■ Required action
Determine how many lines in the entries below include the word "struct", and reply with that number alone.

(Stored data)
********************
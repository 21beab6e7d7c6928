//! GIC Ledger - per-account transaction ledgers with date-ranged interest rules
//!
//! This library provides:
//! - Strict `YYYYMMDD` date handling at the input boundary
//! - Per-account ledgers with balance-as-of-date queries
//! - An interest rule table with "latest rule on or before" lookup
//! - Day-by-day interest accrual annualized over a 365-day year
//! - Monthly statements with a closing interest line
//! - Input line parsing and CSV seeding for the command-line front ends

pub mod accrual;
pub mod bank;
pub mod dates;
pub mod error;
pub mod input;
pub mod ledger;
pub mod rules;
pub mod session;
pub mod statement;

// Re-export commonly used types
pub use accrual::{compute_accrued_interest, AccrualConfig, AccrualEngine, AccrualResult};
pub use bank::Bank;
pub use error::{LedgerError, Result};
pub use ledger::{Account, Ledger, Transaction, TransactionKind};
pub use rules::{InterestRule, RuleTable};
pub use statement::{Statement, StatementPeriod};
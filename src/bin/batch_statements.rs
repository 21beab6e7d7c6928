//! Render the monthly statement of every account in a seeded bank
//!
//! Usage: cargo run --bin batch_statements -- --transactions txns.csv --rules rules.csv --month 06 [--json [--daily]]
//!
//! Accounts are independent, so statements are built in parallel over a
//! read-only bank. Accounts whose statement fails (e.g. no interest rule for a
//! day in the month) are reported and skipped.

use std::fs::File;
use std::io::{self, Write};
use std::path::PathBuf;
use std::time::Instant;

use anyhow::{Context, Result};
use clap::Parser;
use log::{info, warn};
use rayon::prelude::*;
use serde::Serialize;

use gic_ledger::bank::{load_rules, load_transactions};
use gic_ledger::input::parse_period;
use gic_ledger::{AccrualConfig, Bank, Statement};

#[derive(Parser)]
#[command(name = "batch_statements")]
#[command(author, version, about = "Monthly statements for every account", long_about = None)]
struct Cli {
    /// CSV of transactions (Date,Account,Type,Amount)
    #[arg(long)]
    transactions: PathBuf,

    /// CSV of interest rules (Date,RuleId,Rate)
    #[arg(long)]
    rules: PathBuf,

    /// Statement month: MM (year taken per account) or YYYYMM
    #[arg(long)]
    month: String,

    /// Emit JSON instead of text tables
    #[arg(long)]
    json: bool,

    /// Include per-day accrual rows and a summary in the JSON output
    #[arg(long, requires = "json")]
    daily: bool,

    /// Write to this file instead of stdout
    #[arg(long, short)]
    output: Option<PathBuf>,
}

#[derive(Serialize)]
struct BatchFailure {
    account: String,
    error: String,
}

#[derive(Serialize)]
struct BatchOutput {
    month: String,
    statements: Vec<Statement>,
    failures: Vec<BatchFailure>,
}

fn main() -> Result<()> {
    env_logger::init();
    let cli = Cli::parse();
    let start = Instant::now();

    let period = parse_period(&cli.month).context("Invalid --month")?;

    let mut bank = Bank::with_config(AccrualConfig {
        keep_daily_detail: cli.daily,
        ..AccrualConfig::default()
    });
    load_rules(&mut bank, &cli.rules)
        .with_context(|| format!("Failed to load rules from {}", cli.rules.display()))?;
    load_transactions(&mut bank, &cli.transactions)
        .with_context(|| format!("Failed to load transactions from {}", cli.transactions.display()))?;

    let accounts: Vec<&str> = bank.accounts().map(|a| a.account_number.as_str()).collect();
    info!(
        "Building {} statements (day-count basis {})",
        accounts.len(),
        bank.engine().config().day_count_basis
    );

    let results: Vec<(String, gic_ledger::Result<Statement>)> = accounts
        .par_iter()
        .map(|account| (account.to_string(), bank.statement(account, period)))
        .collect();

    let mut statements = Vec::new();
    let mut failures = Vec::new();
    for (account, result) in results {
        match result {
            Ok(statement) => statements.push(statement),
            Err(err) => {
                warn!("Skipping {account}: {err}");
                failures.push(BatchFailure {
                    account,
                    error: err.to_string(),
                });
            }
        }
    }

    let (built, failed) = (statements.len(), failures.len());

    let mut out: Box<dyn Write> = match &cli.output {
        Some(path) => Box::new(File::create(path).with_context(|| format!("Failed to create {}", path.display()))?),
        None => Box::new(io::stdout().lock()),
    };

    if cli.json {
        let output = BatchOutput {
            month: cli.month.clone(),
            statements,
            failures,
        };
        serde_json::to_writer_pretty(&mut out, &output).context("Failed to write JSON")?;
        writeln!(out)?;
    } else {
        for statement in &statements {
            writeln!(out, "{statement}")?;
            writeln!(out)?;
        }
        for failure in &failures {
            writeln!(out, "Account {}: {}", failure.account, failure.error)?;
        }
    }

    info!("{built} statements, {failed} failures in {:?}", start.elapsed());
    Ok(())
}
********************
■ Reply to the task
3